ShellyBoobs Sun 12-May-13 09:11:42

What a very 'MN' thread!

OP asks a question regarding prioritising offspring over spouse and most responses only refer to the 'absolute necessity' which is only true in the bizarre world of MN of having completely shared finances. confused

OP, YANBU. He should have prioritised your safety over his DD's carpets.

Did he know you would have to borrow money in such a way?

Had he already promised his DD the Hoover before you mentioned your need?

I'm thinking that the lack of communication is the bigger problem, perhaps.

IneedAsockamnesty Sun 12-May-13 09:28:58

Wouldbe.

In some circumstances a judge wouldn't just bung it all in the pot. In the case of none financially abusive completely agreed separate finances and it not disadvantaging either party.

They would look at joint assets but everything would not always be considered as joint.

Obviously this would require both parties to be in agreement.

Why is it automatically assumed that the OPs husband is an arse?
Could it not be that the OP is a spendthrift who regularly fritters money away and who had not managed to plan for such a vital purchase?

A payday loan would not be the first port of call for most people. How come you chose this over using a credit card? Do you have a bad credit rating?

thegreylady Sun 12-May-13 09:33:50

We always have had joint accounts. Some of the time he earned more and some of the time I did. We are both pensioners now and everything including savings is shared. We do have separate credit cards which we use to buy gifts for each other. There is absolute trust and absolute love and equality here. I would never have to ask to 'borrow' money from dh I would find that demeaning.

WouldBeHarrietVane Sun 12-May-13 09:43:22

I am aware of a case where a very high earning DH got legal advice early on in the marriage about finances to try to protect himself on divorce and therefore kept everything very separate - the DW was made with her quasi agreement (how much choice did she have at that stage?) to live off her own low wage and dip into her own small savings pot to pay for her share of joint holidays etc. They lived in a home owned by the DH.

The DH instigated divorce in time, presumably for a younger gf and is trying to use the separate finances to argue his DW should get very little of his assets.
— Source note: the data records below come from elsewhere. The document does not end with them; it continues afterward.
//! Seam between the bridge and the native browser component.

use std::fmt;

/// Opaque identity of one native instance, as the native side reports it in
/// its callbacks.
#[derive(Debug, Clone, Copy, PartialEq, Eq, Hash)]
pub struct InstanceHandle(pub usize);

impl fmt::Display for InstanceHandle {
	fn fmt(&self, f: &mut fmt::Formatter<'_>) -> fmt::Result {
		write!(f, "{:#x}", self.0)
	}
}

/// A callback-driven native browser.
///
/// Every asynchronous operation reports completion through the
/// [`Registry`](crate::Registry) callbacks, from a thread of the engine's
/// choosing:
///
/// - [`run`](Self::run) signals *ready* once the main loop is up
/// - [`open_url`](Self::open_url) signals *ready* once the page has loaded
/// - [`evaluate`](Self::evaluate) signals *evaluate result*
pub trait NativeEngine: Send + Sync + 'static {
	/// Allocates an instance. `None` if the native side refused.
	fn create(&self) -> Option<InstanceHandle>;

	/// Frees an instance whose main loop is not running.
	fn destroy(&self, handle: InstanceHandle);

	/// Runs the native main loop on the calling thread until
	/// [`shutdown`](Self::shutdown) or a failure, returning the exit code.
	fn run(&self, handle: InstanceHandle) -> i32;

	/// Asks a running main loop to exit.
	fn shutdown(&self, handle: InstanceHandle);

	/// Starts loading `url` in a `width` x `height` viewport. Returns false if
	/// the load could not be started, in which case no callback follows.
	fn open_url(&self, handle: InstanceHandle, url: &str, width: u32, height: u32) -> bool;

	/// Starts evaluating `script` in the loaded page.
	fn evaluate(&self, handle: InstanceHandle, script: &str);
}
He is also arguing that she is able to live off very little so it cannot be said she needs more than her own income and savings.
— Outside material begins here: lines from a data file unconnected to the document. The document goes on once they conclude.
//! Fan-out of inbound events to registered sinks.
//!
//! Sinks are bounded queues. Dispatch never waits on a consumer: when a sink's
//! queue is full the event is dropped for that sink only.

use std::collections::HashMap;
use std::sync::Arc;
use std::sync::atomic::{AtomicU64, Ordering};

use hc_protocol::EventMessage;
use hc_protocol::ProtocolEvent;
use hc_protocol::domains::inspector::TargetCrashed;
use indexmap::IndexMap;
use parking_lot::Mutex;
use tokio::sync::mpsc::{self, error::TrySendError};
use tracing::{error, trace, warn};

/// Unique identifier of a sink.
pub type SinkId = u64;

static NEXT_SINK_ID: AtomicU64 = AtomicU64::new(1);

fn next_sink_id() -> SinkId {
	NEXT_SINK_ID.fetch_add(1, Ordering::SeqCst)
}

/// Sending side of a bounded event queue.
///
/// Clones share identity: registering a clone of an already registered sink
/// is a no-op.
#[derive(Clone)]
pub struct EventSink {
	id: SinkId,
	tx: mpsc::Sender<EventMessage>,
}

impl EventSink {
	/// Creates a sink holding at most `capacity` undelivered events.
	pub fn channel(capacity: usize) -> (EventSink, EventStream) {
		let (tx, rx) = mpsc::channel(capacity.max(1));
		(
			EventSink {
				id: next_sink_id(),
				tx,
			},
			EventStream { rx },
		)
	}

	pub fn id(&self) -> SinkId {
		self.id
	}
}

impl PartialEq for EventSink {
	fn eq(&self, other: &Self) -> bool {
		self.id == other.id
	}
}

impl Eq for EventSink {}

impl std::fmt::Debug for EventSink {
	fn fmt(&self, f: &mut std::fmt::Formatter<'_>) -> std::fmt::Result {
		f.debug_struct("EventSink").field("id", &self.id).finish()
	}
}

/// Receiving side of an [`EventSink`].
#[derive(Debug)]
pub struct EventStream {
	rx: mpsc::Receiver<EventMessage>,
}

impl EventStream {
	/// Next event in wire order; `None` once the sink was removed from every
	/// name or the connection closed.
	pub async fn recv(&mut self) -> Option<EventMessage> {
		self.rx.recv().await
	}

	/// Returns a queued event without waiting.
	pub fn try_recv(&mut self) -> Option<EventMessage> {
		self.rx.try_recv().ok()
	}
}

/// Event name -> sinks, in registration order.
#[derive(Default)]
pub struct EventDispatcher {
	sinks: Mutex<HashMap<Arc<str>, IndexMap<SinkId, EventSink>>>,
}

impl EventDispatcher {
	pub fn new() -> Self {
		Self::default()
	}

	/// Registers `sink` for `name`. Returns false if it was already registered.
	pub fn add_sink(&self, name: &str, sink: &EventSink) -> bool {
		let mut sinks = self.sinks.lock();
		let entry = sinks.entry(Arc::from(name)).or_default();
		if entry.contains_key(&sink.id) {
			return false;
		}
		entry.insert(sink.id, sink.clone());
		trace!(event = name, sink = sink.id, "sink added");
		true
	}

	/// Unregisters `sink` from `name`. Returns false if it was not registered.
	pub fn remove_sink(&self, name: &str, sink: &EventSink) -> bool {
		self.remove_id(name, sink.id)
	}

	pub(crate) fn remove_id(&self, name: &str, id: SinkId) -> bool {
		let mut sinks = self.sinks.lock();
		let Some(entry) = sinks.get_mut(name) else {
			return false;
		};
		let removed = entry.shift_remove(&id).is_some();
		if entry.is_empty() {
			sinks.remove(name);
		}
		removed
	}

	/// Delivers `event` to every sink registered for its name and returns how
	/// many accepted it.
	pub fn dispatch(&self, event: &EventMessage) -> usize {
		let name = event.method.as_ref();
		if name == TargetCrashed::NAME {
			error!(event = name, "target crashed");
		}

		let mut sinks = self.sinks.lock();
		let Some(entry) = sinks.get_mut(name) else {
			trace!(event = name, "no sinks");
			return 0;
		};

		let mut delivered = 0;
		entry.retain(|id, sink| match sink.tx.try_send(event.clone()) {
			Ok(()) => {
				delivered += 1;
				true
			}
			Err(TrySendError::Full(_)) => {
				warn!(event = name, sink = *id, "sink queue full, dropping event");
				true
			}
			Err(TrySendError::Closed(_)) => {
				trace!(event = name, sink = *id, "pruning closed sink");
				false
			}
		});
		if entry.is_empty() {
			sinks.remove(name);
		}
		delivered
	}

	/// Drops every sink, ending their streams once drained.
	pub fn clear(&self) {
		self.sinks.lock().clear();
	}

	/// Number of sinks registered for `name`.
	pub fn sink_count(&self, name: &str) -> usize {
		self.sinks.lock().get(name).map_or(0, IndexMap::len)
	}
}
LadyIsabellaWrotham Sun 12-May-13 10:16:35

You see I don't think separate finances are automatically bad when it's a second relationship with prior children. If I married a man with 4 DCs hell would freeze over and we were both on good incomes then I'd definitely want separate finances otherwise my salary would end up being spent on school trips to China while I wore Asda jeans.

But there has to be give and take within a marriage. The OPs situation seems extreme and wrong, unless there is backstory she's not telling us (PPs have suggested several likely possibilities). Letting your OH take out a payday loan for an essential item is Not On.

A FOAF would risk the family car running out of petrol rather than fill it up herself, in order that her DH had to fill it up out of "his" money when he was using it. And she was a SAHM with an allowance! Now that really is screwed up.

The last time I got a new pair of glasses it took about two weeks for them to be manufactured and of course I accepted a quotation first. I put the money aside and, wore my existing glasses in the meantime, and uplifted the new glasses on payment.

I find the situation described by the OP a little odd.

2rebecca Sun 12-May-13 10:23:30

The OP hasn't returned to this post since she started it 3 weeks ago

SophieJo Sun 12-May-13 15:08:27

The OP hasn't returned to this post since she started it 3 weeks ago

I was just thinking the same thing.

IneedAsockamnesty Sun 12-May-13 15:24:09

Wouldbe, that case is quite clearly financially abusive I expect he may struggle if she puts up a good fight.

nenevomito Sun 12-May-13 15:34:51

OP YANBU at all. I have a grown up DSD who DH gives money to, but would never do it in those circumstances.

As for joint account - DH and I have separate accounts, but I pay monthly into a joint that we both have access to for emergencies. DH doesn't pay in as I earn more, but I like us having this mixed arrangement.